◆ Problem to solve
State the number of lines in the records beneath that hold the word "CurrentWeather", and add nothing.

◆ Excerpted records
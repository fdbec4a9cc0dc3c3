use chrono::NaiveDate;
use serde::{Deserialize, Serialize};

use crate::codes;

/// A named place with coordinates.
#[derive(Debug, Clone, PartialEq, Serialize, Deserialize)]
pub struct City {
    pub name: String,
    pub latitude: f64,
    pub longitude: f64,
}

impl City {
    pub fn new(name: impl Into<String>, latitude: f64, longitude: f64) -> Self {
        Self { name: name.into(), latitude, longitude }
    }
}

/// What the provider is asked for: a display name plus the coordinates to query.
#[derive(Debug, Clone)]
pub struct WeatherRequest {
    pub city: String,
    pub latitude: f64,
    pub longitude: f64,
}

impl From<&City> for WeatherRequest {
    fn from(city: &City) -> Self {
        Self { city: city.name.clone(), latitude: city.latitude, longitude: city.longitude }
    }
}

#[derive(Debug, Clone, PartialEq, Eq, Serialize, Deserialize)]
pub struct WeatherCondition {
    pub code: i32,
    pub description: String,
}

impl WeatherCondition {
    /// Build a condition, resolving the description from the WMO code table.
    pub fn from_code(code: i32) -> Self {
        Self { code, description: codes::description(code).to_string() }
    }

    pub fn icon(&self) -> &'static str {
        codes::icon(self.code)
    }
}

/// Current conditions. Temperatures in °F, wind in mph.
#[derive(Debug, Clone, PartialEq, Serialize, Deserialize)]
pub struct CurrentWeather {
    pub temperature: i32,
    pub feels_like: i32,
    pub humidity: u8,
    pub wind_speed: f64,
    pub condition: WeatherCondition,
}

#[derive(Debug, Clone, PartialEq, Serialize, Deserialize)]
pub struct DailyForecast {
    pub date: NaiveDate,
    pub max_temp: i32,
    pub min_temp: i32,
    pub condition: WeatherCondition,
}

#[derive(Debug, Clone, PartialEq, Serialize, Deserialize)]
pub struct WeatherData {
    pub city: String,
    pub latitude: f64,
    pub longitude: f64,
    pub current: CurrentWeather,
    pub forecast: Vec<DailyForecast>,
}

/// Where a [`WeatherData`] came from.
#[derive(Debug, Clone, Copy, PartialEq, Eq, Serialize, Deserialize)]
#[serde(rename_all = "lowercase")]
pub enum DataSource {
    Live,
    Sample,
}

#[derive(Debug, Clone, PartialEq, Serialize, Deserialize)]
pub struct WeatherReport {
    pub source: DataSource,
    #[serde(flatten)]
    pub weather: WeatherData,
}

impl WeatherReport {
    pub fn is_sample(&self) -> bool {
        self.source == DataSource::Sample
    }
}

/// Round an upstream temperature to the integer the app works with.
pub(crate) fn round_temp(value: f64) -> i32 {
    value.round() as i32
}

#[cfg(test)]
mod tests {
    use super::*;

    #[test]
    fn condition_resolves_description() {
        let c = WeatherCondition::from_code(61);
        assert_eq!(c.description, "Slight rain");
        assert_eq!(WeatherCondition::from_code(1000).description, "Unknown");
    }

    #[test]
    fn round_temp_rounds_half_away_from_zero() {
        assert_eq!(round_temp(71.5), 72);
        assert_eq!(round_temp(71.49), 71);
        assert_eq!(round_temp(-0.5), -1);
        assert_eq!(round_temp(-3.4), -3);
    }

    #[test]
    fn request_from_city() {
        let city = City::new("Tokyo", 35.6762, 139.6503);
        let req = WeatherRequest::from(&city);
        assert_eq!(req.city, "Tokyo");
        assert_eq!(req.latitude, 35.6762);
    }
}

◆ Task solution
2